§ What you should do: Reproduce the opening lines of the records exactly, please, stopping after the line that contains "an interpreter budget.".

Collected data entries
• • • •
use std::collections::{BTreeMap, HashSet};

use boa_engine::{
    error::JsNativeErrorKind, js_string, object::JsObject, property::PropertyKey, value::JsValue,
    Context, JsError, JsString, Script, Source,
};
use codestage_common::protocol::error::{CodestageError, Result};
use serde_json::Value as JsonValue;

use crate::resource_limits::ResourceLimits;
use crate::runtime::{
    bindings::{self, is_valid_function_name},
    conversions::{json_to_js_value, write_output},
    image::{Binding, FunctionEntry},
    output::OutputBuffer,
};

/// A Boa context with a program evaluated into it.
///
/// Contexts are neither `Send` nor reusable across programs, so one is built
/// per compile and per call and dropped when the job finishes. Nothing a call
/// does to its globals can leak into the next call.
pub struct EngineContext {
    ctx: Context,
    registry: JsObject,
    /// Global property names present before the program ran.
    baseline: HashSet<String>,
    /// Values the output encoder may inspect; shares the loop budget.
    encode_budget: u64,
}

impl EngineContext {
    /// Builds a sandboxed context and runs the program's top level in it.
    ///
    /// # Errors
    ///
    /// `Compile` if the source fails to parse, its top level throws, or its
    /// top level runs out of an interpreter budget.
    pub fn load(source: &str, limits: &ResourceLimits) -> Result<Self> {
        let mut ctx = Context::default();
        apply_limits(&mut ctx, limits);

        let registry = bindings::install_codestage_bindings(&mut ctx)?;
        let global = ctx.global_object();
        let baseline = own_string_keys(&global, &mut ctx)?.into_iter().collect();

        let script = Script::parse(Source::from_bytes(source), None, &mut ctx)
            .map_err(|e| CodestageError::Compile(format!("Parse error: {}", e)))?;

        script.evaluate(&mut ctx).map_err(|e| {
            if is_runtime_limit(&e) {
                CodestageError::Compile(format!("Initialization exceeded a resource limit: {}", e))
            } else {
                CodestageError::Compile(format!("Initialization error: {}", e))
            }
        })?;

        Ok(Self {
            ctx,
            registry,
            baseline,
            encode_budget: limits.loop_iteration_limit,
        })
    }

    /// Collects every callable entry point.
    ///
    /// Exported functions shadow a global function of the same name.
    pub fn functions(&mut self) -> Result<Vec<FunctionEntry>> {
        let mut table = BTreeMap::new();

        let registry = self.registry.clone();
        for name in own_string_keys(&registry, &mut self.ctx)? {
            if let Some(func) = self.callable_property(&registry, &name)? {
                let arity = self.arity(&func)?;
                table.insert(
                    name.clone(),
                    FunctionEntry {
                        name,
                        arity,
                        binding: Binding::Exported,
                    },
                );
            }
        }

        let global = self.ctx.global_object();
        for name in own_string_keys(&global, &mut self.ctx)? {
            if self.baseline.contains(&name)
                || table.contains_key(&name)
                || !is_valid_function_name(&name)
            {
                continue;
            }
            if let Some(func) = self.callable_property(&global, &name)? {
                let arity = self.arity(&func)?;
                table.insert(
                    name.clone(),
                    FunctionEntry {
                        name,
                        arity,
                        binding: Binding::Global,
                    },
                );
            }
        }

        Ok(table.into_values().collect())
    }

    /// Calls `name` as `name(args, capacity)` and encodes its return value
    /// into `out`, where `capacity` is the room `out` was created with.
    ///
    /// `args` is `undefined` when the caller sent no arguments.
    pub fn invoke(&mut self, name: &str, args: Option<JsonValue>, out: &mut OutputBuffer) -> Result<()> {
        let func = self
            .resolve(name)?
            .ok_or_else(|| CodestageError::UnknownFunction(name.to_string()))?;

        let args_js = match args {
            Some(json) => json_to_js_value(json, &mut self.ctx)?,
            None => JsValue::undefined(),
        };
        // Capacities beyond 2^53 lose precision in a JS number, which no caller can observe.
        let capacity_js = JsValue::new(out.capacity() as f64);

        tracing::debug!("invoke: calling '{}'", name);
        let result = func
            .call(&JsValue::undefined(), &[args_js, capacity_js], &mut self.ctx)
            .map_err(|e| execution_error(name, e))?;

        write_output(&result, &mut self.ctx, out, self.encode_budget)
    }

    fn resolve(&mut self, name: &str) -> Result<Option<JsObject>> {
        let registry = self.registry.clone();
        if let Some(func) = self.callable_property(&registry, name)? {
            return Ok(Some(func));
        }
        if self.baseline.contains(name) {
            return Ok(None);
        }
        let global = self.ctx.global_object();
        self.callable_property(&global, name)
    }

    fn callable_property(&mut self, object: &JsObject, name: &str) -> Result<Option<JsObject>> {
        let value = object
            .get(JsString::from(name), &mut self.ctx)
            .map_err(|e| CodestageError::Execution(format!("Failed to read '{}': {}", name, e)))?;

        Ok(value.as_object().filter(|o| o.is_callable()).map(|o| o.clone()))
    }

    fn arity(&mut self, func: &JsObject) -> Result<u32> {
        let length = func
            .get(js_string!("length"), &mut self.ctx)
            .map_err(|e| CodestageError::Execution(e.to_string()))?;

        Ok(length
            .as_number()
            .filter(|n| n.is_finite() && *n >= 0.0)
            .map(|n| n.min(u32::MAX as f64) as u32)
            .unwrap_or(0))
    }
}

fn apply_limits(ctx: &mut Context, limits: &ResourceLimits) {
    let runtime_limits = ctx.runtime_limits_mut();
    runtime_limits.set_loop_iteration_limit(limits.loop_iteration_limit);
    runtime_limits.set_recursion_limit(limits.recursion_limit);
    runtime_limits.set_stack_size_limit(limits.stack_size_limit);
}

fn own_string_keys(object: &JsObject, ctx: &mut Context) -> Result<Vec<String>> {
    let keys = object
        .own_property_keys(ctx)
        .map_err(|e| CodestageError::Execution(format!("Failed to list properties: {}", e)))?;

    Ok(keys
        .into_iter()
        .filter_map(|key| match key {
            PropertyKey::String(s) => Some(s.to_std_string_escaped()),
            _ => None,
        })
        .collect())
}

fn is_runtime_limit(err: &JsError) -> bool {
    err.as_native()
        .is_some_and(|native| matches!(native.kind, JsNativeErrorKind::RuntimeLimit))
}

fn execution_error(name: &str, err: JsError) -> CodestageError {
    if is_runtime_limit(&err) {
        CodestageError::BudgetExceeded(format!("'{}': {}", name, err))
    } else {
        CodestageError::Execution(format!("'{}' threw: {}", name, err))
    }
}
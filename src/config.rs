//! Application configuration.
//!
//! Settings are read from a JSON file. Every field has a default, so a
//! partial file (or none at all) works.
//!
//! # Example
//!
//! ```
//! use cookflow::config::AppConfig;
//!
//! let config: AppConfig = serde_json::from_str(r#"{"notification": {"throttle_window_ms": 500}}"#).unwrap();
//! assert_eq!(config.notification.throttle_window_ms, 500);
//! assert_eq!(config.notification.urgent_window_seconds, 60);
//! assert!(!config.runner.auto_advance);
//! ```

use std::path::{Path, PathBuf};
use std::time::Duration;

use anyhow::{Context, Result};
use serde::{Deserialize, Serialize};

use crate::notification::UrgencyTier;
use crate::session::RunnerConfig;

fn default_enabled() -> bool {
    true
}

fn default_throttle_window_ms() -> u64 {
    1000
}

fn default_urgent_window_seconds() -> u32 {
    60
}

fn default_max_urgency_seconds() -> u32 {
    30
}

fn default_progress_bar_width() -> usize {
    10
}

fn default_call_timeout_ms() -> u64 {
    5000
}

/// Maximum progress bar width accepted in configuration.
const MAX_PROGRESS_BAR_WIDTH: usize = 80;

/// Maximum throttle window accepted in configuration.
const MAX_THROTTLE_WINDOW_MS: u64 = 60_000;

/// Maximum time a single notification call may take.
const MAX_CALL_TIMEOUT_MS: u64 = 60_000;

// ============================================================================
// NotificationConfig
// ============================================================================

/// Persistent notification settings.
#[derive(Debug, Clone, PartialEq, Eq, Serialize, Deserialize)]
pub struct NotificationConfig {
    /// Whether notifications are shown at all.
    #[serde(default = "default_enabled")]
    pub enabled: bool,

    /// Minimum spacing between non-urgent countdown updates.
    #[serde(default = "default_throttle_window_ms")]
    pub throttle_window_ms: u64,

    /// At or below this many seconds every tick is mirrored (High tier).
    #[serde(default = "default_urgent_window_seconds")]
    pub urgent_window_seconds: u32,

    /// At or below this many seconds the tier is Max.
    #[serde(default = "default_max_urgency_seconds")]
    pub max_urgency_seconds: u32,

    /// Width of the rendered progress bar in characters.
    #[serde(default = "default_progress_bar_width")]
    pub progress_bar_width: usize,

    /// Upper bound for one call into the notification service.
    #[serde(default = "default_call_timeout_ms")]
    pub call_timeout_ms: u64,
}

impl Default for NotificationConfig {
    fn default() -> Self {
        Self {
            enabled: default_enabled(),
            throttle_window_ms: default_throttle_window_ms(),
            urgent_window_seconds: default_urgent_window_seconds(),
            max_urgency_seconds: default_max_urgency_seconds(),
            progress_bar_width: default_progress_bar_width(),
            call_timeout_ms: default_call_timeout_ms(),
        }
    }
}

impl NotificationConfig {
    /// Classifies remaining seconds with the configured thresholds.
    pub fn urgency(&self, remaining_seconds: u32) -> UrgencyTier {
        UrgencyTier::classify(
            remaining_seconds,
            self.urgent_window_seconds,
            self.max_urgency_seconds,
        )
    }

    /// Returns true if every tick must be mirrored at this remaining time.
    pub fn is_urgent(&self, remaining_seconds: u32) -> bool {
        remaining_seconds <= self.urgent_window_seconds
    }

    /// Returns the call timeout as a `Duration`.
    pub fn call_timeout(&self) -> Duration {
        Duration::from_millis(self.call_timeout_ms)
    }

    /// Validates the configuration.
    ///
    /// Returns an error message if validation fails.
    pub fn validate(&self) -> Result<(), String> {
        if self.max_urgency_seconds > self.urgent_window_seconds {
            return Err(
                "notification.max_urgency_seconds must not exceed notification.urgent_window_seconds"
                    .to_string(),
            );
        }
        if self.progress_bar_width > MAX_PROGRESS_BAR_WIDTH {
            return Err(format!(
                "notification.progress_bar_width must be at most {}",
                MAX_PROGRESS_BAR_WIDTH
            ));
        }
        if self.throttle_window_ms > MAX_THROTTLE_WINDOW_MS {
            return Err(format!(
                "notification.throttle_window_ms must be at most {}",
                MAX_THROTTLE_WINDOW_MS
            ));
        }
        if self.call_timeout_ms == 0 || self.call_timeout_ms > MAX_CALL_TIMEOUT_MS {
            return Err(format!(
                "notification.call_timeout_ms must be between 1 and {}",
                MAX_CALL_TIMEOUT_MS
            ));
        }
        Ok(())
    }
}

// ============================================================================
// AppConfig
// ============================================================================

/// Top-level configuration file.
#[derive(Debug, Clone, Default, PartialEq, Eq, Serialize, Deserialize)]
pub struct AppConfig {
    /// Notification settings
    #[serde(default)]
    pub notification: NotificationConfig,
    /// Host policies for the session runner
    #[serde(default)]
    pub runner: RunnerConfig,
}

impl AppConfig {
    /// Default location: `<config dir>/cookflow/config.json`.
    pub fn default_path() -> Option<PathBuf> {
        dirs::config_dir().map(|dir| dir.join("cookflow").join("config.json"))
    }

    /// Loads the configuration.
    ///
    /// An explicit path must exist. Without one, the default path is used
    /// when present and the built-in defaults otherwise.
    ///
    /// # Errors
    ///
    /// Returns an error if the file cannot be read, parsed or validated.
    pub fn load(path: Option<&Path>) -> Result<Self> {
        let config = match path {
            Some(path) => Self::from_file(path)?,
            None => match Self::default_path().filter(|p| p.exists()) {
                Some(path) => Self::from_file(&path)?,
                None => {
                    tracing::debug!("no configuration file; using defaults");
                    Self::default()
                }
            },
        };

        config.validate().map_err(anyhow::Error::msg)?;
        Ok(config)
    }

    /// Reads a configuration file without validating it.
    ///
    /// # Errors
    ///
    /// Returns an error if the file cannot be read or parsed.
    pub fn from_file(path: &Path) -> Result<Self> {
        let text = std::fs::read_to_string(path)
            .with_context(|| format!("Failed to read config file: {:?}", path))?;
        let config = serde_json::from_str(&text)
            .with_context(|| format!("Failed to parse config file: {:?}", path))?;
        tracing::debug!(?path, "configuration loaded");
        Ok(config)
    }

    /// Validates the configuration.
    pub fn validate(&self) -> Result<(), String> {
        self.notification.validate()
    }
}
• • • •
§ Reply:
use std::collections::{BTreeMap, HashSet};

use boa_engine::{
    error::JsNativeErrorKind, js_string, object::JsObject, property::PropertyKey, value::JsValue,
    Context, JsError, JsString, Script, Source,
};
use codestage_common::protocol::error::{CodestageError, Result};
use serde_json::Value as JsonValue;

use crate::resource_limits::ResourceLimits;
use crate::runtime::{
    bindings::{self, is_valid_function_name},
    conversions::{json_to_js_value, write_output},
    image::{Binding, FunctionEntry},
    output::OutputBuffer,
};

/// A Boa context with a program evaluated into it.
///
/// Contexts are neither `Send` nor reusable across programs, so one is built
/// per compile and per call and dropped when the job finishes. Nothing a call
/// does to its globals can leak into the next call.
pub struct EngineContext {
    ctx: Context,
    registry: JsObject,
    /// Global property names present before the program ran.
    baseline: HashSet<String>,
    /// Values the output encoder may inspect; shares the loop budget.
    encode_budget: u64,
}

impl EngineContext {
    /// Builds a sandboxed context and runs the program's top level in it.
    ///
    /// # Errors
    ///
    /// `Compile` if the source fails to parse, its top level throws, or its
    /// top level runs out of an interpreter budget.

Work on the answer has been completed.